__Task statement__: Reproduce exactly, and only, the lines below from the one containing "interval in milliseconds" through the one containing "until it disconnects.".

__Recorded information__:
//! Mock vibration sensor for pump P-101
//!
//! Publishes a simulated telemetry message every interval on the pump topic,
//! either to every connected TCP subscriber or as JSON lines on stdout.
//!
//! # Usage
//!
//! ```bash
//! # Serve subscribers on 127.0.0.1:1883
//! ./mock-sensor
//!
//! # Pipe straight into the server
//! ./mock-sensor --stdout | ./lean-nexus --stdin
//!
//! # Reproducible run, 10 messages, fast
//! ./mock-sensor --stdout --seed 42 --count 10 --interval-ms 100
//! ```

use std::time::Duration;

use anyhow::{Context, Result};
use clap::Parser;
use tokio::io::AsyncWriteExt;
use tokio::net::{TcpListener, TcpStream};
use tokio::sync::broadcast;
use tokio_util::sync::CancellationToken;
use tracing::{debug, info, warn};

use lean_nexus::config::defaults::{MOCK_SENSOR_ADDR, MOCK_SENSOR_INTERVAL_MS};
use lean_nexus::telemetry::{encode_line, MockSensor};
use lean_nexus::{TelemetryEnvelope, PUMP_TELEMETRY_TOPIC};

#[derive(Parser, Debug)]
#[command(name = "mock-sensor")]
#[command(about = "Simulated pump vibration telemetry publisher")]
#[command(version)]
struct CliArgs {
    /// Address to serve subscribers on
    #[arg(long, default_value = MOCK_SENSOR_ADDR)]
    addr: String,

    /// Write JSON lines to stdout instead of serving TCP subscribers
    #[arg(long)]
    stdout: bool,

    /// Publishing interval in milliseconds
    #[arg(long, default_value_t = MOCK_SENSOR_INTERVAL_MS)]
    interval_ms: u64,

    /// RNG seed for reproducible readings
    #[arg(long)]
    seed: Option<u64>,

    /// Stop after this many messages
    #[arg(long)]
    count: Option<u64>,

    /// Topic to publish on
    #[arg(long, default_value = PUMP_TELEMETRY_TOPIC)]
    topic: String,
}

/// Forward broadcast lines to one subscriber until it disconnects.
async fn serve_subscriber(mut socket: TcpStream, mut rx: broadcast::Receiver<String>, cancel: CancellationToken) {
    let peer = socket
        .peer_addr()
        .map_or_else(|_| "unknown".to_string(), |a| a.to_string());
    info!(peer = %peer, "Subscriber connected");

    loop {
        let line = tokio::select! {
            () = cancel.cancelled() => break,
            msg = rx.recv() => match msg {
                Ok(line) => line,
                Err(broadcast::error::RecvError::Lagged(skipped)) => {
                    warn!(peer = %peer, skipped, "Subscriber lagging, dropped messages");
                    continue;
                }
                Err(broadcast::error::RecvError::Closed) => break,
            },
        };

        if let Err(e) = socket.write_all(line.as_bytes()).await {
            info!(peer = %peer, error = %e, "Subscriber disconnected");
            return;
        }
    }

    let _ = socket.shutdown().await;
    info!(peer = %peer, "Subscriber closed");
}

/// Accept subscribers and hand each a broadcast receiver.
async fn accept_loop(listener: TcpListener, tx: broadcast::Sender<String>, cancel: CancellationToken) {
    loop {
        tokio::select! {
            () = cancel.cancelled() => break,
            accepted = listener.accept() => match accepted {
                Ok((socket, _)) => {
                    tokio::spawn(serve_subscriber(socket, tx.subscribe(), cancel.clone()));
                }
                Err(e) => warn!(error = %e, "Accept failed"),
            },
        }
    }
}

#[tokio::main]
async fn main() -> Result<()> {
    // Logs go to stderr so stdout stays clean for --stdout piping
    tracing_subscriber::fmt()
        .with_env_filter(
            tracing_subscriber::EnvFilter::try_from_default_env()
                .unwrap_or_else(|_| tracing_subscriber::EnvFilter::new("info")),
        )
        .with_target(false)
        .with_writer(std::io::stderr)
        .init();

    let args = CliArgs::parse();

    let cancel = CancellationToken::new();
    let shutdown = cancel.clone();
    tokio::spawn(async move {
        tokio::signal::ctrl_c().await.ok();
        info!("Received Ctrl+C, stopping publisher...");
        shutdown.cancel();
    });

    let (tx, _) = broadcast::channel::<String>(64);
    if args.stdout {
        info!(topic = %args.topic, "Publishing to stdout");
    } else {
        let listener = TcpListener::bind(&args.addr)
            .await
            .with_context(|| format!("Failed to bind to {}", args.addr))?;
        info!(address = %args.addr, topic = %args.topic, "Publishing to TCP subscribers");
        tokio::spawn(accept_loop(listener, tx.clone(), cancel.clone()));
    }

    let mut sensor = MockSensor::new(args.seed);
    let mut stdout = tokio::io::stdout();
    let mut ticker = tokio::time::interval(Duration::from_millis(args.interval_ms.max(1)));
    let mut published: u64 = 0;

    loop {
        tokio::select! {
            () = cancel.cancelled() => break,
            _ = ticker.tick() => {}
        }

        let payload = sensor.sample();
        info!(
            vibration = payload.vibration_rms,
            status = %payload.status,
            dominant_freq = %payload.dominant_freq,
            "Publishing"
        );
        let line = encode_line(&TelemetryEnvelope::new(args.topic.clone(), payload))?;

        if args.stdout {
            stdout
                .write_all(line.as_bytes())
                .await
                .context("Failed to write to stdout")?;
            stdout.flush().await.context("Failed to flush stdout")?;
        } else {
            // No subscribers is not an error
            let receivers = tx.send(line).unwrap_or(0);
            debug!(receivers, "Broadcast message");
        }

        published += 1;
        if args.count.is_some_and(|n| published >= n) {
            info!(published, "Message count reached");
            break;
        }
    }

    cancel.cancel();
    info!(published, "Mock sensor stopped");
    Ok(())
}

__Exercise response__:
    /// Publishing interval in milliseconds
    #[arg(long, default_value_t = MOCK_SENSOR_INTERVAL_MS)]
    interval_ms: u64,

    /// RNG seed for reproducible readings
    #[arg(long)]
    seed: Option<u64>,

    /// Stop after this many messages
    #[arg(long)]
    count: Option<u64>,

    /// Topic to publish on
    #[arg(long, default_value = PUMP_TELEMETRY_TOPIC)]
    topic: String,
}

/// Forward broadcast lines to one subscriber until it disconnects.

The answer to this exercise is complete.